The Establishment Clause means that you cannot favor one religion over another even though it is in the majority. This clause respects the RIGHTS of all religions. Our military is SECULAR and there are people of other faiths that don the uniform that love this country.

 

The Free Exercise Clause (which is subservient to the Establishment Clause) means that our soldiers are free to exercise any religion they want or no religion at all but cannot elevate one God above others.

 

“Because religious belief, or non-belief, is such an important part of every person’s life, freedom of religion affects every individual. Religious institutions that use government power in support of themselves and force their views on persons of other faiths, or of no faith, undermine all our civil rights. Moreover, state support of an established religion tends to make the clergy unresponsive to their own people, and leads to corruption within religion itself. Erecting the “wall of separation between church and state,” therefore, is absolutely essential in a free society.” Thomas Jefferson, to the Virginia Baptists (1808) ME 16:320.

 

This is his second known use of the term “wall of separation,” here quoting his own use in the Danbury Baptist letter.

 

This wording of the original was several times upheld by the Supreme Court as an accurate description of the Establishment Clause.

 

Jefferson’s concept of “separation of church and state” first became a part of Establishment Clause jurisprudence in Reynolds v. U.S., 98 U.S. 145 (1878). In that case, the court examined the history of religious liberty in the US, determining that while the constitution guarantees religious freedom, “The word ‘religion’ is not defined in the Constitution. We must go elsewhere, therefore, to ascertain its meaning and nowhere more appropriately, we think, than to the history of the times in the midst of which the provision was adopted.” The court found that the leaders in advocating and formulating the constitutional guarantee of religious liberty were James Madison and Thomas Jefferson. Quoting the “separation” paragraph from Jefferson’s letter to the Danbury Baptists, the court concluded that, “coming as this does from an acknowledged leader of the advocates of the measure, it may be accepted almost as an authoritative declaration of the scope and effect of the amendment thus secured.

 

In 1878 “separation of church and state” became part of the Establishment Clause BY LAW.

 

The Supreme Court heard the Lemon v. Kurtzman case in 1971 and ruled in favor of the Establishment Clause.

 

Subsequent to this decision, the Supreme Court has applied a three-pronged test to determine whether government action comports with the Establishment Clause, known as the Lemon Test:

Government action violates the Establishment Clause unless it:
1. Has a significant secular (i.e., non-religious) purpose,
2. Does not have the primary effect of advancing or inhibiting religion
3. Does not foster excessive entanglement between government and religion

 

Parker v. Levy:

“This Court has long recognized that the military is, by necessity, a specialized society separate from civilian society… While the members of the military are not excluded from the protection granted by the First Amendment, the different character of the military community and of the military mission requires a different application of those protections. … The fundamental necessity for obedience, and the consequent necessity for imposition of discipline, may render permissible within the military that which would be constitutionally impermissible outside it… Speech [in any form] that is protected in the civil population may nonetheless undermine the effectiveness of response to command.  If it does, it is constitutionally unprotected.” (Emphasis added) Parker v. Levy, 417 U.S. 733, 1974

 

The Bible on the table does not represent all of the 83,000+ POW/MIA’s. Within the missing are soldiers of other beliefs or of no belief system and to deny this is ludicrous, especially since my uncle was an atheist and is MIA.

 

In other words, if you want a Bible on the POW/MIA table you have to include the Tanakh, Koran, representations of other religions and atheism in order to be in compliance with the Constitution, Lemon Test and Parker v. Levy. It’s either all religions or none but because some Christians don’t want to share the table, the Bible had to be removed.

 

The blame is placed squarely at their feet…not ours.

 

“I am for freedom of religion and against all maneuvers to bring about a legal ascendancy of one sect above another.”
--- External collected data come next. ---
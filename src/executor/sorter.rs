//! Result sorting for query execution
//!
//! Multi-key, stable: ties on every key keep the input (insertion) order.

use std::cmp::Ordering;

use serde_json::Value;

use crate::query::{SortDirection, SortSpec};
use crate::record::Record;

/// Sorts result records
pub struct ResultSorter;

impl ResultSorter {
    /// Sorts records according to the sort specification.
    ///
    /// An unsorted spec leaves the slice untouched.
    pub fn sort(records: &mut [Record], sort: &SortSpec) {
        if sort.is_unsorted() {
            return;
        }
        records.sort_by(|a, b| Self::compare_records(a, b, sort));
    }

    /// Compares two records key by key
    pub fn compare_records(a: &Record, b: &Record, sort: &SortSpec) -> Ordering {
        for key in sort.keys() {
            let ordering = Self::compare_values(a.get(&key.field), b.get(&key.field));
            let ordering = match key.direction {
                SortDirection::Asc => ordering,
                SortDirection::Desc => ordering.reverse(),
            };
            if ordering != Ordering::Equal {
                return ordering;
            }
        }
        Ordering::Equal
    }

    /// Compares two JSON values for sorting.
    ///
    /// Ordering rules:
    /// - missing < null < bool < number < string
    /// - For same types, natural ordering
    pub fn compare_values(a: Option<&Value>, b: Option<&Value>) -> Ordering {
        match (a, b) {
            (None, None) => Ordering::Equal,
            (None, Some(_)) => Ordering::Less,
            (Some(_), None) => Ordering::Greater,
            (Some(a_val), Some(b_val)) => {
                let a_type = Self::type_rank(a_val);
                let b_type = Self::type_rank(b_val);
                if a_type != b_type {
                    return a_type.cmp(&b_type);
                }

                match (a_val, b_val) {
                    (Value::Bool(a_b), Value::Bool(b_b)) => a_b.cmp(b_b),
                    (Value::Number(a_n), Value::Number(b_n)) => {
                        if let (Some(a_i), Some(b_i)) = (a_n.as_i64(), b_n.as_i64()) {
                            return a_i.cmp(&b_i);
                        }
                        let a_f = a_n.as_f64().unwrap_or(0.0);
                        let b_f = b_n.as_f64().unwrap_or(0.0);
                        a_f.partial_cmp(&b_f).unwrap_or(Ordering::Equal)
                    }
                    (Value::String(a_s), Value::String(b_s)) => a_s.cmp(b_s),
                    _ => Ordering::Equal, // Arrays and objects not compared
                }
            }
        }
    }

    fn type_rank(value: &Value) -> u8 {
        match value {
            Value::Null => 0,
            Value::Bool(_) => 1,
            Value::Number(_) => 2,
            Value::String(_) => 3,
            Value::Array(_) => 4,
            Value::Object(_) => 5,
        }
    }
}

#[cfg(test)]
mod tests {
    use super::*;
    use crate::record::RecordId;
    use serde_json::json;

    fn record(id: u64, v: Value) -> Record {
        Record::new(RecordId(id), v.as_object().cloned().unwrap())
    }

    fn ids(records: &[Record]) -> Vec<u64> {
        records.iter().map(|r| r.id().as_u64()).collect()
    }

    #[test]
    fn test_sort_desc() {
        let mut records: Vec<Record> = (1..=5)
            .map(|i| record(i, json!({"username": format!("member{}", i)})))
            .collect();

        ResultSorter::sort(&mut records, &SortSpec::desc("username"));
        assert_eq!(ids(&records), vec![5, 4, 3, 2, 1]);
    }

    #[test]
    fn test_multi_key_with_stable_tie_break() {
        let mut records = vec![
            record(1, json!({"age": 20, "username": "b"})),
            record(2, json!({"age": 10, "username": "z"})),
            record(3, json!({"age": 20, "username": "a"})),
            record(4, json!({"age": 20, "username": "a"})),
        ];

        let sort = SortSpec::desc("age").then(SortDirection::Asc, "username");
        ResultSorter::sort(&mut records, &sort);
        assert_eq!(ids(&records), vec![3, 4, 1, 2]);
    }

    #[test]
    fn test_unsorted_keeps_insertion_order() {
        let mut records = vec![
            record(3, json!({"age": 1})),
            record(1, json!({"age": 2})),
            record(2, json!({"age": 0})),
        ];
        ResultSorter::sort(&mut records, &SortSpec::unsorted());
        assert_eq!(ids(&records), vec![3, 1, 2]);
    }

    #[test]
    fn test_type_ordering() {
        let mut records = vec![
            record(1, json!({"v": "text"})),
            record(2, json!({"v": 5})),
            record(3, json!({"v": true})),
            record(4, json!({"v": null})),
            record(5, json!({})),
            record(6, json!({"v": 1.5})),
        ];
        ResultSorter::sort(&mut records, &SortSpec::asc("v"));
        assert_eq!(ids(&records), vec![5, 4, 3, 6, 2, 1]);
    }
}
//! Record representation
//!
//! A record is a flat map of field name to JSON value plus an identifier
//! assigned by the backend. The identifier is mirrored into the `id` field so
//! predicates and sort keys can address it like any other field.

use std::fmt;

use serde::{Deserialize, Serialize};
use serde_json::{Map, Value};

use super::errors::{RecordError, RecordResult};

/// Name of the identifier field
pub const ID_FIELD: &str = "id";

/// Stable record identifier, assigned in insertion order
#[derive(Debug, Clone, Copy, PartialEq, Eq, PartialOrd, Ord, Hash, Serialize, Deserialize)]
#[serde(transparent)]
pub struct RecordId(pub u64);

impl RecordId {
    /// Returns the raw identifier
    pub fn as_u64(&self) -> u64 {
        self.0
    }

    /// Reads an identifier out of a reference value
    pub fn from_value(value: &Value) -> Option<Self> {
        value.as_u64().map(RecordId)
    }
}

impl fmt::Display for RecordId {
    fn fmt(&self, f: &mut fmt::Formatter<'_>) -> fmt::Result {
        write!(f, "{}", self.0)
    }
}

impl From<u64> for RecordId {
    fn from(id: u64) -> Self {
        RecordId(id)
    }
}

/// A stored record
#[derive(Debug, Clone, PartialEq, Serialize)]
pub struct Record {
    #[serde(skip)]
    id: RecordId,
    #[serde(flatten)]
    fields: Map<String, Value>,
}

impl Record {
    /// Creates a record, overwriting any `id` entry in `fields`
    pub fn new(id: RecordId, mut fields: Map<String, Value>) -> Self {
        fields.insert(ID_FIELD.to_string(), Value::from(id.0));
        Self { id, fields }
    }

    /// Returns the record identifier
    pub fn id(&self) -> RecordId {
        self.id
    }

    /// Returns a field value, including `id`
    pub fn get(&self, field: &str) -> Option<&Value> {
        self.fields.get(field)
    }

    /// Returns a string field
    pub fn get_str(&self, field: &str) -> Option<&str> {
        self.get(field).and_then(Value::as_str)
    }

    /// Returns an integer field
    pub fn get_i64(&self, field: &str) -> Option<i64> {
        self.get(field).and_then(Value::as_i64)
    }

    /// Sets a field value, returning the previous one.
    ///
    /// The identifier field is rejected.
    pub fn set(&mut self, field: &str, value: Value) -> RecordResult<Option<Value>> {
        if field == ID_FIELD {
            return Err(RecordError::immutable_id(field));
        }
        Ok(self.fields.insert(field.to_string(), value))
    }

    /// Adds `delta` to an integer field; missing or non-integer fields error,
    /// as does a result outside the i64 range.
    pub fn increment(&mut self, field: &str, delta: i64) -> RecordResult<i64> {
        let current = self
            .get_i64(field)
            .ok_or_else(|| RecordError::type_mismatch(field, "int", self.type_of(field)))?;
        let next = current
            .checked_add(delta)
            .ok_or_else(|| RecordError::overflow(field, current, delta))?;
        self.set(field, Value::from(next))?;
        Ok(next)
    }

    /// Returns all fields
    pub fn fields(&self) -> &Map<String, Value> {
        &self.fields
    }

    /// Returns a copy of this record restricted to `names` (plus `id`).
    pub fn select<'a>(&self, names: impl IntoIterator<Item = &'a str>) -> Record {
        let mut fields = Map::new();
        for name in names {
            if let Some(value) = self.fields.get(name) {
                fields.insert(name.to_string(), value.clone());
            }
        }
        Record::new(self.id, fields)
    }

    fn type_of(&self, field: &str) -> &'static str {
        match self.get(field) {
            None => "missing",
            Some(v) => json_type_name(v),
        }
    }
}

/// Returns the JSON type name for error messages
pub fn json_type_name(value: &Value) -> &'static str {
    match value {
        Value::Null => "null",
        Value::Bool(_) => "bool",
        Value::Number(n) if n.is_f64() => "float",
        Value::Number(_) => "int",
        Value::String(_) => "string",
        Value::Array(_) => "array",
        Value::Object(_) => "object",
    }
}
Thomas Jefferson’s letter to Elbridge Gerry January 26, 1799

 

Pastor Joan

MRFF Advisory Board Member


 

 

“If it not bothering anyone then keep your big Jew nose out of it!!”

 

If you read the article correctly, you will see that that the table – as it was laid out – did bother some people:

“MRFF founder Mikey Weinstein alleged the inclusion of the Bible was a violation of the U.S. Constitution. He said he intervened at the request of nearly a dozen, mostly Christian, military veterans who utilize the clinic.”

 

“There is a special place in Hell for you and the people under you!!”

 

Really?

 

Seventy-five percent of our Board, Advisory Board, volunteers and supporters are Christian and 96% of our clients (1 can represent many) are Christian, but you have judged and condemned us to hell because we have not fallen in step with your narrow-minded, fundamental interpretation of the Bible.

 

As defenders of the Constitution we fight for the separation of church and state.

 

“…but no religious Test shall ever be required as a Qualification to any Office or public Trust under the United States.” (Article I, III)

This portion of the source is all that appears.